Output the records exactly. Include every line.

**Exercise materials**

···

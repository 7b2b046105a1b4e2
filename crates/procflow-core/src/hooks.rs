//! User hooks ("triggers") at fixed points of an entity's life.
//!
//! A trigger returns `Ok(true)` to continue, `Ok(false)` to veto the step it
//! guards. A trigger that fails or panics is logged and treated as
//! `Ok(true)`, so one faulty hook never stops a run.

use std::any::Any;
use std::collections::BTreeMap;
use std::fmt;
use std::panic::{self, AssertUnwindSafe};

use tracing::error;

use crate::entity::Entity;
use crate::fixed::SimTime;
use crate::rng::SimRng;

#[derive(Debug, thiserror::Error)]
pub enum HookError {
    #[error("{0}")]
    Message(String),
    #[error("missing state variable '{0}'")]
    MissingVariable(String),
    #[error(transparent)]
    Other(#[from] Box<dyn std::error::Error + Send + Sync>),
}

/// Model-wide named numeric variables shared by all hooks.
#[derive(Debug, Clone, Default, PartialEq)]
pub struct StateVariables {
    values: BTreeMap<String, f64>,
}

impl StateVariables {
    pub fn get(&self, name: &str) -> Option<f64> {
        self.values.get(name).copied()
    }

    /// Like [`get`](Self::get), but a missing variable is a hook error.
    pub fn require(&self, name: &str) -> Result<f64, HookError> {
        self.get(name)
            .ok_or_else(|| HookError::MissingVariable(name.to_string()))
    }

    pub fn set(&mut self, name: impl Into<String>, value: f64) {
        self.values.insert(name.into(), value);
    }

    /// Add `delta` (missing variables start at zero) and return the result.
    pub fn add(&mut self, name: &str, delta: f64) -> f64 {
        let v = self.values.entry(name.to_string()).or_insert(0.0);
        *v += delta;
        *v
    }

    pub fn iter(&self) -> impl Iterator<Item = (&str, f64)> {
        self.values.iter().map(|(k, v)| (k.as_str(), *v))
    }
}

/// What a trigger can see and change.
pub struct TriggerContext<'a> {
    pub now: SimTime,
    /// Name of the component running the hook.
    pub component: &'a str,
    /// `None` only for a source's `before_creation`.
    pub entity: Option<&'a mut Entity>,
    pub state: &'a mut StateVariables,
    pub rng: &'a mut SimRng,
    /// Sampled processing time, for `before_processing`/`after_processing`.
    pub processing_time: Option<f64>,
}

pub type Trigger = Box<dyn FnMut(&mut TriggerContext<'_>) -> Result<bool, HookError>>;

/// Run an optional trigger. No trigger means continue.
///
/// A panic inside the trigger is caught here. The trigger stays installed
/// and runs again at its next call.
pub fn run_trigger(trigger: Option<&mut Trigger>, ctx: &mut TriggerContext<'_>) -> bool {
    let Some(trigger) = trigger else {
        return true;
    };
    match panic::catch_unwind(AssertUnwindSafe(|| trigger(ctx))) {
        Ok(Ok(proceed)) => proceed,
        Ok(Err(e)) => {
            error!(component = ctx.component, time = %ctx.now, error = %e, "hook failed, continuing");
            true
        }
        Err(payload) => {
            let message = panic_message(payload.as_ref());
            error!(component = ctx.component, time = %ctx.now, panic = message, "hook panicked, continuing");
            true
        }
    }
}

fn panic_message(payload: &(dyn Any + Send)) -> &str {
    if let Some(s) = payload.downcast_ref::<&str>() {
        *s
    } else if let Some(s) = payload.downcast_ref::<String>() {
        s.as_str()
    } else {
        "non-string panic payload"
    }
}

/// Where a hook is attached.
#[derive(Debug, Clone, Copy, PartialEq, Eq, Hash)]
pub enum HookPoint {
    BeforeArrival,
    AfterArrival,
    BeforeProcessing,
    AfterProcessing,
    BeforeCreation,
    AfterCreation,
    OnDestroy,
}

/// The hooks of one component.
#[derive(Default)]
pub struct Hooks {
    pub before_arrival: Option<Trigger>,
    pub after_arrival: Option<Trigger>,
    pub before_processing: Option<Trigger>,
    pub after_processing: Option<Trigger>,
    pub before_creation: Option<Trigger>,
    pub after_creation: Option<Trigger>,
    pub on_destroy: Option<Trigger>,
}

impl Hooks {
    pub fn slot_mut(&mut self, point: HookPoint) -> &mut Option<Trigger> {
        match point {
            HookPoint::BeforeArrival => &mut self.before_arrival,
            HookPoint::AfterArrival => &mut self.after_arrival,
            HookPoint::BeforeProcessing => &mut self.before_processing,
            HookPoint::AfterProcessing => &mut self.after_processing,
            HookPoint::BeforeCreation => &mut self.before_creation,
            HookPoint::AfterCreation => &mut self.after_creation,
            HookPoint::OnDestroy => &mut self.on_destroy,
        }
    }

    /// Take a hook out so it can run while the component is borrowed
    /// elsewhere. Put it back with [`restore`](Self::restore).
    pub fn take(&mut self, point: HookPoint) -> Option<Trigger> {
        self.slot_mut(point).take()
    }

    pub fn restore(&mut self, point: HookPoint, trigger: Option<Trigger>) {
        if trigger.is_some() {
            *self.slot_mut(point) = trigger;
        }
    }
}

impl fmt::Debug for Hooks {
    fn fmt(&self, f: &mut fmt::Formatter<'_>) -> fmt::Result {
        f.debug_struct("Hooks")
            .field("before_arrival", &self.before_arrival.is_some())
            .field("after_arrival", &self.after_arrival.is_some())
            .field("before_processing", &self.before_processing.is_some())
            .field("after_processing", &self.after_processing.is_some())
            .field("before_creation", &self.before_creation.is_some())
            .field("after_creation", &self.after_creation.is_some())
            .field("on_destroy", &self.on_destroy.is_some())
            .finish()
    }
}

···

**Result for this exercise**
repository 7b2b046105a1b4e2
filename crates/procflow-core/src/hooks.rs
//! User hooks ("triggers") at fixed points of an entity's life.
//!
//! A trigger returns `Ok(true)` to continue, `Ok(false)` to veto the step it
//! guards. A trigger that fails or panics is logged and treated as
//! `Ok(true)`, so one faulty hook never stops a run.

use std::any::Any;
use std::collections::BTreeMap;
use std::fmt;
use std::panic::{self, AssertUnwindSafe};

use tracing::error;

use crate::entity::Entity;
use crate::fixed::SimTime;
use crate::rng::SimRng;

#[derive(Debug, thiserror::Error)]
pub enum HookError {
    #[error("{0}")]
    Message(String),
    #[error("missing state variable '{0}'")]
    MissingVariable(String),
    #[error(transparent)]
    Other(#[from] Box<dyn std::error::Error + Send + Sync>),
}

/// Model-wide named numeric variables shared by all hooks.
#[derive(Debug, Clone, Default, PartialEq)]
pub struct StateVariables {
    values: BTreeMap<String, f64>,
}

impl StateVariables {
    pub fn get(&self, name: &str) -> Option<f64> {
        self.values.get(name).copied()
    }

    /// Like [`get`](Self::get), but a missing variable is a hook error.
    pub fn require(&self, name: &str) -> Result<f64, HookError> {
        self.get(name)
            .ok_or_else(|| HookError::MissingVariable(name.to_string()))
    }

    pub fn set(&mut self, name: impl Into<String>, value: f64) {
        self.values.insert(name.into(), value);
    }

    /// Add `delta` (missing variables start at zero) and return the result.
    pub fn add(&mut self, name: &str, delta: f64) -> f64 {
        let v = self.values.entry(name.to_string()).or_insert(0.0);
        *v += delta;
        *v
    }

    pub fn iter(&self) -> impl Iterator<Item = (&str, f64)> {
        self.values.iter().map(|(k, v)| (k.as_str(), *v))
    }
}

/// What a trigger can see and change.
pub struct TriggerContext<'a> {
    pub now: SimTime,
    /// Name of the component running the hook.
    pub component: &'a str,
    /// `None` only for a source's `before_creation`.
    pub entity: Option<&'a mut Entity>,
    pub state: &'a mut StateVariables,
    pub rng: &'a mut SimRng,
    /// Sampled processing time, for `before_processing`/`after_processing`.
    pub processing_time: Option<f64>,
}

pub type Trigger = Box<dyn FnMut(&mut TriggerContext<'_>) -> Result<bool, HookError>>;

/// Run an optional trigger. No trigger means continue.
///
/// A panic inside the trigger is caught here. The trigger stays installed
/// and runs again at its next call.
pub fn run_trigger(trigger: Option<&mut Trigger>, ctx: &mut TriggerContext<'_>) -> bool {
    let Some(trigger) = trigger else {
        return true;
    };
    match panic::catch_unwind(AssertUnwindSafe(|| trigger(ctx))) {
        Ok(Ok(proceed)) => proceed,
        Ok(Err(e)) => {
            error!(component = ctx.component, time = %ctx.now, error = %e, "hook failed, continuing");
            true
        }
        Err(payload) => {
            let message = panic_message(payload.as_ref());
            error!(component = ctx.component, time = %ctx.now, panic = message, "hook panicked, continuing");
            true
        }
    }
}

fn panic_message(payload: &(dyn Any + Send)) -> &str {
    if let Some(s) = payload.downcast_ref::<&str>() {
        *s
    } else if let Some(s) = payload.downcast_ref::<String>() {
        s.as_str()
    } else {
        "non-string panic payload"
    }
}

/// Where a hook is attached.
#[derive(Debug, Clone, Copy, PartialEq, Eq, Hash)]
pub enum HookPoint {
    BeforeArrival,
    AfterArrival,
    BeforeProcessing,
    AfterProcessing,
    BeforeCreation,
    AfterCreation,
    OnDestroy,
}

/// The hooks of one component.
#[derive(Default)]
pub struct Hooks {
    pub before_arrival: Option<Trigger>,
    pub after_arrival: Option<Trigger>,
    pub before_processing: Option<Trigger>,
    pub after_processing: Option<Trigger>,
    pub before_creation: Option<Trigger>,
    pub after_creation: Option<Trigger>,
    pub on_destroy: Option<Trigger>,
}

impl Hooks {
    pub fn slot_mut(&mut self, point: HookPoint) -> &mut Option<Trigger> {
        match point {
            HookPoint::BeforeArrival => &mut self.before_arrival,
            HookPoint::AfterArrival => &mut self.after_arrival,
            HookPoint::BeforeProcessing => &mut self.before_processing,
            HookPoint::AfterProcessing => &mut self.after_processing,
            HookPoint::BeforeCreation => &mut self.before_creation,
            HookPoint::AfterCreation => &mut self.after_creation,
            HookPoint::OnDestroy => &mut self.on_destroy,
        }
    }

    /// Take a hook out so it can run while the component is borrowed
    /// elsewhere. Put it back with [`restore`](Self::restore).
    pub fn take(&mut self, point: HookPoint) -> Option<Trigger> {
        self.slot_mut(point).take()
    }

    pub fn restore(&mut self, point: HookPoint, trigger: Option<Trigger>) {
        if trigger.is_some() {
            *self.slot_mut(point) = trigger;
        }
    }
}

impl fmt::Debug for Hooks {
    fn fmt(&self, f: &mut fmt::Formatter<'_>) -> fmt::Result {
        f.debug_struct("Hooks")
            .field("before_arrival", &self.before_arrival.is_some())
            .field("after_arrival", &self.after_arrival.is_some())
            .field("before_processing", &self.before_processing.is_some())
            .field("after_processing", &self.after_processing.is_some())
            .field("before_creation", &self.before_creation.is_some())
            .field("after_creation", &self.after_creation.is_some())
            .field("on_destroy", &self.on_destroy.is_some())
            .finish()
    }
}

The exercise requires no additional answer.